* DATASET RECORDS *
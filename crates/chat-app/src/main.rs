use std::io::Write;
use std::process::ExitCode;
use std::sync::Arc;

use murmur::message::Message;
use murmur::settings::SettingsStore;
use murmur::{
    ChatError, ConversationOrchestrator, MessageStatus, SendOutcome, StreamProgress, telemetry,
};
use murmur_llm::{DispatchError, HttpPredictionClient};
use murmur_storage::{ConversationId, SqliteStorage, StorageError};
use snafu::{ResultExt, Snafu};
use tokio::io::{AsyncBufReadExt, BufReader};

#[derive(Debug, Snafu)]
enum CliError {
    #[snafu(display("failed to open conversation store at {location}: {source}"))]
    OpenStorage {
        location: String,
        source: StorageError,
    },
    #[snafu(display("failed to build prediction client: {source}"))]
    BuildClient { source: DispatchError },
    #[snafu(display("failed to read input: {source}"))]
    ReadInput { source: std::io::Error },
}

enum Command<'a> {
    Quit,
    New,
    List,
    Open(&'a str),
    Say(&'a str),
}

fn parse_command(line: &str) -> Command<'_> {
    let line = line.trim();
    match line.split_once(char::is_whitespace) {
        _ if line == "/quit" => Command::Quit,
        _ if line == "/new" => Command::New,
        _ if line == "/list" => Command::List,
        _ if line == "/open" => Command::Open(""),
        Some(("/open", id)) => Command::Open(id.trim()),
        _ => Command::Say(line),
    }
}

#[tokio::main]
async fn main() -> ExitCode {
    telemetry::init_tracing();

    match run().await {
        Ok(()) => ExitCode::SUCCESS,
        Err(error) => {
            tracing::error!(error = %error, "murmur exited with an error");
            ExitCode::FAILURE
        }
    }
}

async fn run() -> Result<(), CliError> {
    let settings_store = SettingsStore::load();
    let settings = settings_store.settings();
    if !settings.is_configured() {
        tracing::warn!(
            path = ?settings_store.config_path(),
            "no API key configured; set provider.api_key or MURMUR_PROVIDER__API_KEY"
        );
    }

    let location = settings.database_location();
    let store = SqliteStorage::open(&location)
        .await
        .context(OpenStorageSnafu {
            location: location.clone(),
        })?;
    let client =
        Arc::new(HttpPredictionClient::new(settings.backend_config()).context(BuildClientSnafu)?);

    let mut orchestrator = ConversationOrchestrator::new(
        Arc::new(store),
        client.clone(),
        client,
        settings.orchestrator_config(),
    );

    println!("murmur ready. Commands: /new, /list, /open <id>, /quit");
    let mut lines = BufReader::new(tokio::io::stdin()).lines();

    while let Some(line) = lines.next_line().await.context(ReadInputSnafu)? {
        match parse_command(&line) {
            Command::Quit => break,
            Command::New => report(orchestrator.switch_conversation(None).await),
            Command::List => match orchestrator.conversations().await {
                Ok(conversations) => {
                    for conversation in conversations {
                        println!("{}  {}", conversation.id, conversation.title);
                    }
                }
                Err(error) => report::<()>(Err(error)),
            },
            Command::Open(raw) => match ConversationId::parse(raw) {
                Ok(conversation_id) => {
                    let opened = orchestrator.switch_conversation(Some(conversation_id)).await;
                    if opened.is_ok() {
                        orchestrator.messages().iter().for_each(print_message);
                    }
                    report(opened);
                }
                Err(error) => println!("! {error}"),
            },
            Command::Say(text) => {
                match orchestrator.send(text).await {
                    Ok(SendOutcome::Streaming { .. }) => {
                        stream_reply(&mut orchestrator).await;
                    }
                    Ok(SendOutcome::DispatchFailed { kind }) => println!("! {}", kind.user_message()),
                    Ok(SendOutcome::NotPersisted { .. }) => {
                        println!("! your message could not be saved")
                    }
                    Err(error) if error.is_rejection() => println!("! {error}"),
                    Err(error) => report::<()>(Err(error)),
                }
            }
        }
    }

    orchestrator.teardown();
    Ok(())
}

/// Prints each reply update as the suffix not yet shown; the reader already throttles updates.
async fn stream_reply(orchestrator: &mut ConversationOrchestrator) {
    let mut printed = 0usize;
    let mut render = |content: &str| {
        print!("{}", unprinted_suffix(content, printed));
        let _ = std::io::stdout().flush();
        printed = content.len();
    };

    while let Some(progress) = orchestrator.next_stream_event().await {
        match progress {
            StreamProgress::Updated { content, .. } => render(&content),
            StreamProgress::Completed { key } => {
                if let Some(message) = orchestrator.messages().iter().find(|m| m.key == key) {
                    render(&message.content);
                }
                println!();
                break;
            }
            StreamProgress::NotSaved { key } => {
                if let Some(message) = orchestrator.messages().iter().find(|m| m.key == key) {
                    render(&message.content);
                }
                println!("\n! reply shown but not saved");
                break;
            }
            StreamProgress::Failed { reason, .. } => {
                println!("\n! {reason}");
                break;
            }
        }
    }
}

/// Replies only grow, so everything past `printed` bytes is new text.
fn unprinted_suffix(content: &str, printed: usize) -> &str {
    content.get(printed..).unwrap_or_default()
}

fn print_message(message: &Message) {
    let marker = match message.status {
        MessageStatus::Error => "!",
        _ => ">",
    };
    println!("{marker} [{:?}] {}", message.role, message.content);
}

fn report<T>(result: Result<T, ChatError>) {
    if let Err(error) = result {
        tracing::warn!(stage = error.stage(), error = %error, "command failed");
        println!("! {error}");
    }
}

* TASK TO CARRY OUT *
Of the entries listed above, reproduce only the lines starting at the line containing "Command::List => match" and ending at the line containing "let _ = std::io::stdout().flush();". Include both, exactly as they stand.

* RESPONSE BELOW *
            Command::List => match orchestrator.conversations().await {
                Ok(conversations) => {
                    for conversation in conversations {
                        println!("{}  {}", conversation.id, conversation.title);
                    }
                }
                Err(error) => report::<()>(Err(error)),
            },
            Command::Open(raw) => match ConversationId::parse(raw) {
                Ok(conversation_id) => {
                    let opened = orchestrator.switch_conversation(Some(conversation_id)).await;
                    if opened.is_ok() {
                        orchestrator.messages().iter().for_each(print_message);
                    }
                    report(opened);
                }
                Err(error) => println!("! {error}"),
            },
            Command::Say(text) => {
                match orchestrator.send(text).await {
                    Ok(SendOutcome::Streaming { .. }) => {
                        stream_reply(&mut orchestrator).await;
                    }
                    Ok(SendOutcome::DispatchFailed { kind }) => println!("! {}", kind.user_message()),
                    Ok(SendOutcome::NotPersisted { .. }) => {
                        println!("! your message could not be saved")
                    }
                    Err(error) if error.is_rejection() => println!("! {error}"),
                    Err(error) => report::<()>(Err(error)),
                }
            }
        }
    }

    orchestrator.teardown();
    Ok(())
}

/// Prints each reply update as the suffix not yet shown; the reader already throttles updates.
async fn stream_reply(orchestrator: &mut ConversationOrchestrator) {
    let mut printed = 0usize;
    let mut render = |content: &str| {
        print!("{}", unprinted_suffix(content, printed));
        let _ = std::io::stdout().flush();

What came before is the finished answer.